UNITED STATES
SECURITIES AND EXCHANGE COMMISSION
WASHINGTON, D.C. 20549
FORM 8-K
CURRENT REPORT
Pursuant to Section 13 or 15(d) of the
Securities Exchange Act of 1934
April 16, 2018
Date of Report (Date of earliest event reported)
EVIO, Inc. |
(Exact name of registrant as specified in its charter) |
Colorado | | 000-12350 | | 47-1890509 |
(State or other jurisdiction of incorporation) | | (Commission File Number) | | (IRS Employer Identification No.) |
62930 O. B. Riley Rd, Suite 300, Bend, OR | | 97703 |
(Address of principal executive offices) | | (Zip Code) |
Registrant’s telephone number, including area code (541) 633-4568
Check the appropriate box below if the Form 8-K filing is intended to simultaneously satisfy the filing obligation of the registrant under any of the following provisions (see General Instruction A.2. below):
¨ | Written communications pursuant to Rule 425 under Securities Act (17 CFR 230.425) |
¨ | Soliciting material pursuant to Rule 14a-12 under the Exchange Act (17 CFR 240.14a-12) |
¨ | Pre-commencement communications pursuant to Rule 14d-2(b) under the Exchange Act (17 CFR 240.14d-2(b)) |
¨ | Pre-commencement communications pursuant to Rule 13e-4(c) under the Exchange Act (17 CFR 240.13e-4(c)) |
Indicate by check mark whether the registrant is an emerging growth company as defined in Rule 405 of the Securities Act of 1933 (§230.405 of this chapter) or Rule 12b-2 of the Securities Exchange Act of 1934 (§240.12b-2 of this chapter).
Emerging growth company x
If an emerging growth company, indicate by check mark if the registrant has elected not to use the extended transition period for complying with any new or revised financial accounting standards provided pursuant to Section 13(a) of the Exchange Act.

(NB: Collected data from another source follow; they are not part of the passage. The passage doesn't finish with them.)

use chrono::{DateTime, Utc};
use serde::de::DeserializeOwned;
use tubescope_types::{ChannelMeta, VideoRecord};

use crate::config::YouTubeConfig;
use crate::error::YouTubeError;
use crate::wire::{
    ChannelsResponse, PlaylistItemsResponse, SearchResponse, VideosResponse,
};

/// YouTube Data API v3 client.
///
/// Each operation is a one-shot fetch: no retry, no backoff, no caching.
/// Zero results is success with empty data; only transport failures and
/// non-success statuses surface as errors.
#[derive(Clone)]
pub struct YouTubeClient {
    http: reqwest::Client,
    config: YouTubeConfig,
}

impl YouTubeClient {
    pub fn new(config: YouTubeConfig) -> Result<Self, YouTubeError> {
        if config.api_key.is_empty() {
            return Err(YouTubeError::Config("API key is empty".to_string()));
        }

        Ok(Self {
            http: reqwest::Client::new(),
            config,
        })
    }

    /// Search videos for a keyword and fetch their statistics.
    ///
    /// Runs `search.list` for up to `max_results` video ids, then one
    /// `videos.list` batch for statistics/snippet/contentDetails. Records
    /// come back in the statistics response order.
    pub async fn search_videos(
        &self,
        keyword: &str,
        max_results: u32,
    ) -> Result<Vec<VideoRecord>, YouTubeError> {
        let keyword = validated(keyword, "keyword")?;

        let search: SearchResponse = self
            .get(
                "search",
                &[
                    ("part", "snippet".to_string()),
                    ("q", keyword.to_string()),
                    ("type", "video".to_string()),
                    ("maxResults", max_results.to_string()),
                ],
            )
            .await?;

        let ids: Vec<String> = search
            .items
            .into_iter()
            .filter_map(|item| item.id.video_id)
            .collect();

        if ids.is_empty() {
            return Ok(vec![]);
        }

        self.fetch_video_records(&ids).await
    }

    /// Search video titles only (one `search.list` call, no statistics).
    pub async fn search_titles(
        &self,
        keyword: &str,
        max_results: u32,
    ) -> Result<Vec<String>, YouTubeError> {
        let keyword = validated(keyword, "keyword")?;

        let search: SearchResponse = self
            .get(
                "search",
                &[
                    ("part", "snippet".to_string()),
                    ("q", keyword.to_string()),
                    ("type", "video".to_string()),
                    ("maxResults", max_results.to_string()),
                ],
            )
            .await?;

        Ok(search
            .items
            .into_iter()
            .filter_map(|item| item.snippet.map(|s| s.title))
            .collect())
    }

    /// Look up a channel and fetch a window of its most recent uploads.
    ///
    /// Returns `None` when the channel does not exist. A channel without an
    /// uploads playlist yields empty videos, not an error.
    pub async fn channel_uploads(
        &self,
        channel_id: &str,
        window: u32,
    ) -> Result<Option<(ChannelMeta, Vec<VideoRecord>)>, YouTubeError> {
        let channel_id = validated(channel_id, "channel id")?;

        let channels: ChannelsResponse = self
            .get(
                "channels",
                &[
                    ("part", "snippet,statistics,contentDetails".to_string()),
                    ("id", channel_id.to_string()),
                ],
            )
            .await?;

        let Some(channel) = channels.items.into_iter().next() else {
            return Ok(None);
        };

        let Some(playlist_id) = channel.uploads_playlist().map(str::to_string) else {
            return Ok(Some((channel.into_meta(), vec![])));
        };

        let playlist: PlaylistItemsResponse = self
            .get(
                "playlistItems",
                &[
                    ("part", "snippet".to_string()),
                    ("playlistId", playlist_id),
                    ("maxResults", window.to_string()),
                ],
            )
            .await?;

        let ids: Vec<String> = playlist
            .items
            .into_iter()
            .filter_map(|item| item.snippet.and_then(|s| s.resource_id).and_then(|r| r.video_id))
            .collect();

        let videos = if ids.is_empty() {
            vec![]
        } else {
            self.fetch_video_records(&ids).await?
        };

        Ok(Some((channel.into_meta(), videos)))
    }

    /// Publish timestamps of a channel's recent videos, for the heatmap.
    pub async fn upload_timestamps(
        &self,
        channel_id: &str,
        max_results: u32,
    ) -> Result<Vec<DateTime<Utc>>, YouTubeError> {
        let channel_id = validated(channel_id, "channel id")?;

        let search: SearchResponse = self
            .get(
                "search",
                &[
                    ("part", "snippet".to_string()),
                    ("channelId", channel_id.to_string()),
                    ("type", "video".to_string()),
                    ("maxResults", max_results.to_string()),
                ],
            )
            .await?;

        Ok(search
            .items
            .into_iter()
            .filter_map(|item| item.snippet.and_then(|s| s.published_at))
            .collect())
    }

    async fn fetch_video_records(&self, ids: &[String]) -> Result<Vec<VideoRecord>, YouTubeError> {
        let videos: VideosResponse = self
            .get(
                "videos",
                &[
                    ("part", "snippet,statistics,contentDetails".to_string()),
                    ("id", ids.join(",")),
                ],
            )
            .await?;

        Ok(videos
            .items
            .into_iter()
            .map(|item| item.into_record())
            .collect())
    }

    async fn get<T: DeserializeOwned>(
        &self,
        resource: &str,
        params: &[(&str, String)],
    ) -> Result<T, YouTubeError> {
        let url = format!("{}/{}", self.config.base_url.trim_end_matches('/'), resource);

        let response = self
            .http
            .get(&url)
            .query(params)
            .query(&[("key", self.config.api_key.as_str())])
            .send()
            .await?;

        let status = response.status();
        if !status.is_success() {
            let body = response.text().await.unwrap_or_default();
            tracing::warn!(resource = resource, status = status.as_u16(), "YouTube API error");
            return Err(YouTubeError::Upstream {
                status: status.as_u16(),
                body,
            });
        }

        Ok(response.json().await?)
    }
}

fn validated<'a>(value: &'a str, what: &str) -> Result<&'a str, YouTubeError> {
    let trimmed = value.trim();
    if trimmed.is_empty() {
        return Err(YouTubeError::InvalidInput(format!("{what} must not be empty")));
    }
    Ok(trimmed)
}

#[cfg(test)]
mod tests {
    use super::*;
    use wiremock::matchers::{method, path, query_param};
    use wiremock::{Mock, MockServer, ResponseTemplate};

    fn client_for(server: &MockServer) -> YouTubeClient {
        YouTubeClient::new(YouTubeConfig::new("test-key", server.uri())).unwrap()
    }

    fn search_body(ids: &[&str]) -> serde_json::Value {
        serde_json::json!({
            "items": ids.iter().map(|id| serde_json::json!({
                "id": { "videoId": id },
                "snippet": { "title": format!("Title {id}"), "publishedAt": "2023-06-01T12:00:00Z" }
            })).collect::<Vec<_>>()
        })
    }

    fn videos_body(ids: &[&str]) -> serde_json::Value {
        serde_json::json!({
            "items": ids.iter().map(|id| serde_json::json!({
                "id": id,
                "snippet": {
                    "title": format!("Title {id}"),
                    "publishedAt": "2023-06-01T12:00:00Z",
                    "tags": ["rust"]
                },
                "statistics": { "viewCount": "1000", "likeCount": "10", "commentCount": "2" },
                "contentDetails": { "duration": "PT5M" }
            })).collect::<Vec<_>>()
        })
    }

    #[tokio::test]
    async fn search_videos_merges_search_and_statistics() {
        let server = MockServer::start().await;

        Mock::given(method("GET"))
            .and(path("/search"))
            .and(query_param("q", "rust"))
            .and(query_param("key", "test-key"))
            .respond_with(ResponseTemplate::new(200).set_body_json(search_body(&["v1", "v2"])))
            .mount(&server)
            .await;

        Mock::given(method("GET"))
            .and(path("/videos"))
            .and(query_param("id", "v1,v2"))
            .respond_with(ResponseTemplate::new(200).set_body_json(videos_body(&["v1", "v2"])))
            .mount(&server)
            .await;

        let records = client_for(&server).search_videos("rust", 50).await.unwrap();

        assert_eq!(records.len(), 2);
        assert_eq!(records[0].id, "v1");
        assert_eq!(records[0].view_count, 1000);
        assert_eq!(records[0].duration_seconds, Some(300));
    }

    #[tokio::test]
    async fn search_videos_with_no_results_skips_stats_call() {
        let server = MockServer::start().await;

        Mock::given(method("GET"))
            .and(path("/search"))
            .respond_with(ResponseTemplate::new(200).set_body_json(search_body(&[])))
            .mount(&server)
            .await;

        // No /videos mock mounted: reaching it would fail the test.
        let records = client_for(&server).search_videos("rare", 50).await.unwrap();
        assert!(records.is_empty());
    }

    #[tokio::test]
    async fn empty_keyword_is_rejected_without_network() {
        let server = MockServer::start().await;
        let result = client_for(&server).search_videos("  ", 50).await;

        assert!(matches!(result, Err(YouTubeError::InvalidInput(_))));
        assert!(server.received_requests().await.unwrap().is_empty());
    }

    #[tokio::test]
    async fn upstream_error_status_is_terminal() {
        let server = MockServer::start().await;

        Mock::given(method("GET"))
            .and(path("/search"))
            .respond_with(
                ResponseTemplate::new(403)
                    .set_body_json(serde_json::json!({ "error": "quotaExceeded" })),
            )
            .mount(&server)
            .await;

        let result = client_for(&server).search_videos("rust", 50).await;
        match result {
            Err(YouTubeError::Upstream { status, .. }) => assert_eq!(status, 403),
            other => panic!("expected upstream error, got {other:?}"),
        }
    }

    #[tokio::test]
    async fn channel_uploads_returns_none_for_unknown_channel() {
        let server = MockServer::start().await;

        Mock::given(method("GET"))
            .and(path("/channels"))
            .respond_with(
                ResponseTemplate::new(200).set_body_json(serde_json::json!({ "items": [] })),
            )
            .mount(&server)
            .await;

        let result = client_for(&server)
            .channel_uploads("UCnothere", 10)
            .await
            .unwrap();
        assert!(result.is_none());
    }

    #[tokio::test]
    async fn channel_uploads_walks_the_uploads_playlist() {
        let server = MockServer::start().await;

        Mock::given(method("GET"))
            .and(path("/channels"))
            .and(query_param("id", "UC42"))
            .respond_with(ResponseTemplate::new(200).set_body_json(serde_json::json!({
                "items": [{
                    "id": "UC42",
                    "snippet": { "title": "Chan", "description": "d" },
                    "statistics": { "subscriberCount": "500", "viewCount": "10000" },
                    "contentDetails": { "relatedPlaylists": { "uploads": "UU42" } }
                }]
            })))
            .mount(&server)
            .await;

        Mock::given(method("GET"))
            .and(path("/playlistItems"))
            .and(query_param("playlistId", "UU42"))
            .respond_with(ResponseTemplate::new(200).set_body_json(serde_json::json!({
                "items": [
                    { "snippet": { "resourceId": { "videoId": "v1" } } },
                    { "snippet": { "resourceId": { "videoId": "v2" } } }
                ]
            })))
            .mount(&server)
            .await;

        Mock::given(method("GET"))
            .and(path("/videos"))
            .respond_with(ResponseTemplate::new(200).set_body_json(videos_body(&["v1", "v2"])))
            .mount(&server)
            .await;

        let (meta, videos) = client_for(&server)
            .channel_uploads("UC42", 10)
            .await
            .unwrap()
            .unwrap();

        assert_eq!(meta.id, "UC42");
        assert_eq!(meta.subscriber_count, 500);
        assert_eq!(videos.len(), 2);
    }

    #[tokio::test]
    async fn upload_timestamps_collects_publish_times() {
        let server = MockServer::start().await;

        Mock::given(method("GET"))
            .and(path("/search"))
            .and(query_param("channelId", "UC42"))
            .respond_with(ResponseTemplate::new(200).set_body_json(search_body(&["v1", "v2", "v3"])))
            .mount(&server)
            .await;

        let timestamps = client_for(&server)
            .upload_timestamps("UC42", 50)
            .await
            .unwrap();
        assert_eq!(timestamps.len(), 3);
    }
}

Item 1.01 Entry into a Material Definitive Agreement.
On April 16, 2018, EVIO, Inc. (the “Company”) entered into an Employment Agreement (the “Agreement”) with David Kane (“Kane”). Pursuant to the Agreement, Kane agreed to act as the Company’s Chief Financial Officer (“CFO”) for a term of two (2) years commencing on April 16, 2018, unless earlier terminated pursuant to the Agreement. As compensation for his services, the Company agreed to pay Kane a monthly base salary of $12,500 and a total of 200,000 shares of common stock (the “Kane Shares”). The Kane Shares shall vest and be issued in tranches of 25,000 shares each on April 16, 2018, July 1, 2018, October 1, 2018, January 1, 2019, April 1, 2019, July 1, 2019, October 1, 2019, and January 1, 2020, respectively. The Company agreed to indemnify Kane against and in respect to any and all actions, suits, proceedings, claims, demands, judgments, costs, expenses (including reasonable attorney's fees), losses, and damages resulting from Kane’s good faith performance of his duties and obligations with the Company. The Agreement otherwise contains standard representations and warranties. A copy of the Agreement is attached hereto as an exhibit.

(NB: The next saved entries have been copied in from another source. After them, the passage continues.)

//! Normalized video platform records and report types for TubeScope.
//!
//! Everything here is an immutable value type: records are constructed once
//! per upstream API response and flow through the analysis crate unchanged.
//! Wire names follow the camelCase JSON the product has always served.

use chrono::{DateTime, Utc};
use serde::{Deserialize, Serialize};

/// One fetched video, normalized from the platform's search/list responses.
///
/// Counts default to 0 when the platform omits them; `duration_seconds` is
/// `None` when the platform reports no duration or an unparseable one.
#[derive(Debug, Clone, PartialEq, Serialize, Deserialize)]
#[serde(rename_all = "camelCase")]
pub struct VideoRecord {
    pub id: String,
    pub title: String,
    pub published_at: DateTime<Utc>,
    #[serde(default)]
    pub view_count: u64,
    #[serde(default)]
    pub like_count: u64,
    #[serde(default)]
    pub comment_count: u64,
    #[serde(default)]
    pub tags: Vec<String>,
    #[serde(default, skip_serializing_if = "Option::is_none")]
    pub duration_seconds: Option<u64>,
    #[serde(default, skip_serializing_if = "Option::is_none")]
    pub channel_title: Option<String>,
    #[serde(default, skip_serializing_if = "Option::is_none")]
    pub thumbnail_url: Option<String>,
}

/// Channel metadata from the platform's channel lookup.
#[derive(Debug, Clone, PartialEq, Serialize, Deserialize)]
#[serde(rename_all = "camelCase")]
pub struct ChannelMeta {
    pub id: String,
    pub title: String,
    #[serde(default)]
    pub description: String,
    #[serde(default, skip_serializing_if = "Option::is_none")]
    pub thumbnail_url: Option<String>,
    #[serde(default)]
    pub subscriber_count: u64,
    #[serde(default)]
    pub total_view_count: u64,
}

/// Aggregate statistics over a list of [`VideoRecord`].
///
/// A pure function of its input list; `average_engagement_percent` is
/// `(likes + comments) / views * 100` and 0 whenever the sample is empty or
/// has zero total views.
#[derive(Debug, Clone, PartialEq, Serialize, Deserialize)]
#[serde(rename_all = "camelCase")]
pub struct MetricsSummary {
    pub total_views: u64,
    pub total_likes: u64,
    pub total_comments: u64,
    pub average_engagement_percent: f64,
    pub video_count: usize,
}

impl MetricsSummary {
    /// Summary of an empty sample: all zeroes.
    pub fn empty() -> Self {
        Self {
            total_views: 0,
            total_likes: 0,
            total_comments: 0,
            average_engagement_percent: 0.0,
            video_count: 0,
        }
    }
}

/// Discrete difficulty band for a keyword, classified from raw competition
/// and view signals (not from the weighted niche score).
#[derive(Debug, Clone, Copy, PartialEq, Eq, Serialize, Deserialize)]
#[serde(rename_all = "lowercase")]
pub enum Difficulty {
    Easy,
    Medium,
    Hard,
}

impl std::fmt::Display for Difficulty {
    fn fmt(&self, f: &mut std::fmt::Formatter<'_>) -> std::fmt::Result {
        match self {
            Difficulty::Easy => write!(f, "easy"),
            Difficulty::Medium => write!(f, "medium"),
            Difficulty::Hard => write!(f, "hard"),
        }
    }
}

/// Niche opportunity estimate for a keyword or channel.
///
/// `score` is always clamped into [0, 100]. The score and the difficulty
/// band come from unrelated formulas and can disagree; both are reported.
#[derive(Debug, Clone, Copy, PartialEq, Serialize, Deserialize)]
#[serde(rename_all = "camelCase")]
pub struct NicheScore {
    pub score: u8,
    pub difficulty: Difficulty,
}

/// Keyword-finder result row: volume, competition, and niche estimate.
#[derive(Debug, Clone, PartialEq, Serialize, Deserialize)]
#[serde(rename_all = "camelCase")]
pub struct KeywordMetrics {
    pub keyword: String,
    pub volume: u64,
    pub competition: u64,
    pub niche_score: u8,
    pub difficulty: Difficulty,
}

/// Full keyword trend report.
#[derive(Debug, Clone, PartialEq, Serialize, Deserialize)]
#[serde(rename_all = "camelCase")]
pub struct KeywordReport {
    pub keyword: String,
    pub metrics: MetricsSummary,
    pub niche_score: NicheScore,
    pub related_keywords: Vec<String>,
    pub top_videos: Vec<VideoRecord>,
}

/// A tag and how many sampled videos carried it.
#[derive(Debug, Clone, PartialEq, Eq, Serialize, Deserialize)]
#[serde(rename_all = "camelCase")]
pub struct TagCount {
    pub tag: String,
    pub count: u64,
}

/// Posting cadence over a sampled upload window.
#[derive(Debug, Clone, Copy, PartialEq, Serialize, Deserialize)]
#[serde(rename_all = "camelCase")]
pub struct UploadCadence {
    pub average_days_between_uploads: f64,
}

/// Competitor channel report over a sampled window of recent uploads.
#[derive(Debug, Clone, PartialEq, Serialize, Deserialize)]
#[serde(rename_all = "camelCase")]
pub struct CompetitorReport {
    pub channel: ChannelMeta,
    pub metrics: MetricsSummary,
    pub top_categories: Vec<TagCount>,
    pub best_videos: Vec<VideoRecord>,
    pub upload_cadence: UploadCadence,
}

/// Day-of-week x hour-of-day upload activity grid.
///
/// Rows are days (0 = Sunday .. 6 = Saturday), columns are UTC hours 0-23.
/// The sum of all cells equals the number of uploads sampled.
#[derive(Debug, Clone, PartialEq, Eq, Serialize, Deserialize)]
#[serde(rename_all = "camelCase")]
pub struct UploadTimeHeatmap {
    pub cells: [[u32; 24]; 7],
}

impl UploadTimeHeatmap {
    /// An all-zero grid.
    pub fn zeroed() -> Self {
        Self {
            cells: [[0; 24]; 7],
        }
    }

    /// Total number of uploads counted across all cells.
    pub fn total(&self) -> u32 {
        self.cells.iter().flatten().sum()
    }
}

impl Default for UploadTimeHeatmap {
    fn default() -> Self {
        Self::zeroed()
    }
}

/// Generated titles/description/tags for a keyword, as returned by an LLM
/// provider. `provider` is filled in by the chain that produced it.
#[derive(Debug, Clone, PartialEq, Serialize, Deserialize)]
#[serde(rename_all = "camelCase")]
pub struct GeneratedContent {
    #[serde(default)]
    pub provider: String,
    pub titles: Vec<String>,
    pub description: String,
    #[serde(default)]
    pub tags: Vec<String>,
}

#[cfg(test)]
mod tests {
    use super::*;

    fn sample_video() -> VideoRecord {
        VideoRecord {
            id: "abc123".to_string(),
            title: "My Video".to_string(),
            published_at: DateTime::from_timestamp(1700000000, 0).unwrap(),
            view_count: 1000,
            like_count: 50,
            comment_count: 10,
            tags: vec!["rust".to_string()],
            duration_seconds: Some(933),
            channel_title: Some("My Channel".to_string()),
            thumbnail_url: None,
        }
    }

    #[test]
    fn video_record_serializes_camel_case() {
        let json = serde_json::to_value(sample_video()).unwrap();

        assert_eq!(json["viewCount"], 1000);
        assert_eq!(json["likeCount"], 50);
        assert_eq!(json["commentCount"], 10);
        assert_eq!(json["durationSeconds"], 933);
        assert_eq!(json["channelTitle"], "My Channel");
        assert!(json.get("thumbnailUrl").is_none());
    }

    #[test]
    fn video_record_counts_default_to_zero() {
        let json = r#"{
            "id": "abc",
            "title": "No stats",
            "publishedAt": "2023-06-01T12:00:00Z"
        }"#;

        let video: VideoRecord = serde_json::from_str(json).unwrap();
        assert_eq!(video.view_count, 0);
        assert_eq!(video.like_count, 0);
        assert_eq!(video.comment_count, 0);
        assert!(video.tags.is_empty());
        assert!(video.duration_seconds.is_none());
    }

    #[test]
    fn difficulty_serializes_lowercase() {
        assert_eq!(
            serde_json::to_string(&Difficulty::Easy).unwrap(),
            "\"easy\""
        );
        assert_eq!(
            serde_json::to_string(&Difficulty::Medium).unwrap(),
            "\"medium\""
        );
        assert_eq!(
            serde_json::to_string(&Difficulty::Hard).unwrap(),
            "\"hard\""
        );
    }

    #[test]
    fn difficulty_display_matches_wire_format() {
        assert_eq!(Difficulty::Easy.to_string(), "easy");
        assert_eq!(Difficulty::Hard.to_string(), "hard");
    }

    #[test]
    fn empty_metrics_summary_is_all_zero() {
        let summary = MetricsSummary::empty();
        assert_eq!(summary.total_views, 0);
        assert_eq!(summary.total_likes, 0);
        assert_eq!(summary.total_comments, 0);
        assert_eq!(summary.average_engagement_percent, 0.0);
        assert_eq!(summary.video_count, 0);
    }

    #[test]
    fn zeroed_heatmap_totals_zero() {
        assert_eq!(UploadTimeHeatmap::zeroed().total(), 0);
    }

    #[test]
    fn heatmap_total_sums_all_cells() {
        let mut heatmap = UploadTimeHeatmap::zeroed();
        heatmap.cells[0][5] = 3;
        heatmap.cells[6][23] = 2;
        assert_eq!(heatmap.total(), 5);
    }

    #[test]
    fn generated_content_parses_without_provider() {
        let json = r#"{
            "titles": ["Title One", "Title Two"],
            "description": "A description",
            "tags": ["seo", "youtube"]
        }"#;

        let content: GeneratedContent = serde_json::from_str(json).unwrap();
        assert!(content.provider.is_empty());
        assert_eq!(content.titles.len(), 2);
        assert_eq!(content.tags.len(), 2);
    }

    #[test]
    fn keyword_metrics_round_trips() {
        let metrics = KeywordMetrics {
            keyword: "rust tutorial".to_string(),
            volume: 50,
            competition: 50,
            niche_score: 72,
            difficulty: Difficulty::Hard,
        };

        let json = serde_json::to_string(&metrics).unwrap();
        let parsed: KeywordMetrics = serde_json::from_str(&json).unwrap();
        assert_eq!(parsed, metrics);
    }
}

Item 5.02 Departure of Directors or Certain Officers; Election of Directors; Appointment of Certain Officers; Compensatory Arrangements of Certain Officers.
On or around April 16, 2018, Christian Carnell (“Carnell”) resigned as the Company’s interim CFO but will remain as a consultant to assist with certain financial matters and the Company’s periodic filings.
See Item 1.01 regarding the Company’s hiring of Kane as its CFO, which disclosure is incorporated herein by reference. Prior to the Company, Kane worked as the CFO and Chief Operating Officer of Aerovoice from March 2010 until August 2013, the CFO of JC Bromac (dba Eaglerider) from September 2013 until April 2015, and the CFO of Tryke Companies from January 2016 until November 2017. Kane also has experience as the CFO of public companies including Reeds Ginger Brew (NYSE American: REED), and National Lampoon (PINX: NLMP).
On or around April 19, 2018, Henry Grimmett resigned as a director of the Company for personal reasons. His resignation was not the result of disagreement with the Company on any matter relating to its operations, policies or practices.
Item 9.01. Financial Statements and Exhibits.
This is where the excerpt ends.